Read and write cookies in an endpoint

import { Decorators, QRoute, type IQEvent } from '@quik/http';

@Decorators.Route.Route('/session')
export class SessionRoute extends QRoute {
@Decorators.Endpoint.GET('/')
async read(event: IQEvent) {
return {
requestId: event.requestId,
sessionId: event.getCookie('sessionId') ?? null
};
}

@Decorators.Endpoint.POST('/')
async write(event: IQEvent) {
event.setCookie('sessionId', 'abc123', { httpOnly: true, sameSite: 'lax', secure: true });

return { status: 'created' };
}

@Decorators.Endpoint.DELETE('/')
async clear(event: IQEvent) {
event.clearCookie('sessionId');

return { status: 'cleared' };
}
}

Cookie options fall back to http.cookie.domain/http.cookie.secure when not passed explicitly.

Rate limit an endpoint

import { Decorators, QRoute, RateLimit } from '@quik/http';

@Decorators.Route.Route('/search')
export class SearchRoute extends QRoute {
@RateLimit({ max: 10, windowMs: 60_000 })
@Decorators.Endpoint.GET('/')
async search() {
return { results: [] };
}
}

RateLimit enforces a fixed-window limit keyed on the client IP, backed by QInMemoryRateLimiter by default.
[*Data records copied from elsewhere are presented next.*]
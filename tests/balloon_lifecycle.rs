use std::time::Duration;

use balloon_party::core::components::Balloon;
use balloon_party::core::config::GameConfig;
use balloon_party::core::viewport::Viewport;
use balloon_party::gameplay::balloons::spawn::initial_position;
use balloon_party::gameplay::balloons::{
    BalloonRegistry, BalloonSlot, BalloonsPlugin, PopCause, PopRequest, PopStats,
};
use bevy::prelude::*;
use bevy::time::TimeUpdateStrategy;

fn test_app(modify: impl FnOnce(&mut GameConfig)) -> App {
    let mut cfg = GameConfig::default();
    modify(&mut cfg);
    let mut app = App::new();
    app.add_plugins(MinimalPlugins);
    app.insert_resource(TimeUpdateStrategy::ManualDuration(Duration::from_millis(50)));
    app.insert_resource(cfg);
    app.insert_resource(Viewport::new(1020.0, 600.0));
    app.init_resource::<Assets<Mesh>>();
    app.init_resource::<Assets<ColorMaterial>>();
    // No physics plugin: bodies stay where they are put.
    app.add_plugins(BalloonsPlugin);
    app
}

fn run(app: &mut App, frames: usize) {
    for _ in 0..frames {
        app.update();
    }
}

fn balloon_count(app: &mut App) -> usize {
    let world = app.world_mut();
    world.query::<&Balloon>().iter(world).count()
}

fn body_of(app: &App, slot: usize) -> Option<Entity> {
    app.world().resource::<BalloonRegistry>().body(BalloonSlot(slot))
}

fn move_body(app: &mut App, body: Entity, y: f32) {
    let mut tf = app
        .world_mut()
        .get_mut::<Transform>(body)
        .expect("body has a transform");
    tf.translation.y = y;
}

#[test]
fn startup_batch_is_staggered_and_complete() {
    let mut app = test_app(|_| {});
    run(&mut app, 3);
    let early = app.world().resource::<BalloonRegistry>().len();
    assert!(early >= 1 && early < 15, "expected a partial batch, got {early}");

    // 15 balloons at 200 ms each needs ~2.8 s; 50 ms frames
    run(&mut app, 80);
    assert_eq!(app.world().resource::<BalloonRegistry>().len(), 15);
    assert_eq!(balloon_count(&mut app), 15);

    let vp = *app.world().resource::<Viewport>();
    let cfg = app.world().resource::<GameConfig>().balloons.clone();
    for i in 0..15 {
        let body = body_of(&app, i).expect("slot filled");
        let pos = app.world().get::<Transform>(body).unwrap().translation.truncate();
        let expected = initial_position(i, &vp, &cfg);
        assert!((pos - expected).length() < 1e-3, "slot {i} at {pos:?}, expected {expected:?}");
    }
}

#[test]
fn reaching_top_pops_once_and_respawns_in_same_slot() {
    let mut app = test_app(|c| c.balloons.initial_count = 1);
    run(&mut app, 2);
    let old = body_of(&app, 0).expect("first balloon");

    // 600 px tall viewport: top is +300, margin 100 -> threshold 200
    move_body(&mut app, old, 250.0);
    app.update();

    let new = body_of(&app, 0).expect("respawned");
    assert_ne!(old, new);
    assert!(app.world().get_entity(old).is_err(), "popped body must be despawned");
    assert_eq!(app.world().resource::<BalloonRegistry>().len(), 1);
    assert_eq!(balloon_count(&mut app), 1);
    assert_eq!(app.world().resource::<PopStats>().reached_top, 1);
    let record = app.world().resource::<BalloonRegistry>().get(BalloonSlot(0)).cloned().unwrap();
    assert_eq!(record.generation, 2);

    // respawned near the bottom, so nothing else pops
    let y = app.world().get::<Transform>(new).unwrap().translation.y;
    assert!(y < 0.0);
    run(&mut app, 10);
    assert_eq!(app.world().resource::<PopStats>().reached_top, 1);
    assert_eq!(body_of(&app, 0), Some(new));
}

#[test]
fn duplicate_requests_pop_a_slot_once_per_frame() {
    let mut app = test_app(|c| c.balloons.initial_count = 1);
    run(&mut app, 2);
    {
        let mut events = app.world_mut().resource_mut::<Events<PopRequest>>();
        for _ in 0..3 {
            events.send(PopRequest {
                slot: BalloonSlot(0),
                cause: PopCause::Clicked,
            });
        }
    }
    app.update();
    let stats = *app.world().resource::<PopStats>();
    assert_eq!(stats.clicked, 1);
    assert_eq!(stats.respawned, 1);
    assert_eq!(balloon_count(&mut app), 1);
}

#[test]
fn click_pop_without_respawn_leaves_slot_empty() {
    let mut app = test_app(|c| {
        c.balloons.initial_count = 1;
        c.interactions.respawn_after_click_pop = false;
    });
    run(&mut app, 2);
    app.world_mut()
        .resource_mut::<Events<PopRequest>>()
        .send(PopRequest {
            slot: BalloonSlot(0),
            cause: PopCause::Clicked,
        });
    app.update();
    assert_eq!(body_of(&app, 0), None);
    assert_eq!(balloon_count(&mut app), 0);
    assert_eq!(app.world().resource::<BalloonRegistry>().len(), 1);

    // popping an empty slot is a no-op
    app.world_mut()
        .resource_mut::<Events<PopRequest>>()
        .send(PopRequest {
            slot: BalloonSlot(0),
            cause: PopCause::Clicked,
        });
    app.update();
    assert_eq!(app.world().resource::<PopStats>().clicked, 1);
}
Call setRateLimiter(impl) to swap in a Redis-backed or other IQRateLimiter implementation.

Return an explicit error response

import { BadRequestError, ForbiddenError } from '@quik/http';

throw new BadRequestError();
throw new ForbiddenError();

Errors thrown from an endpoint handler are mapped to their HTTP status and translated via quik.errors.http.*.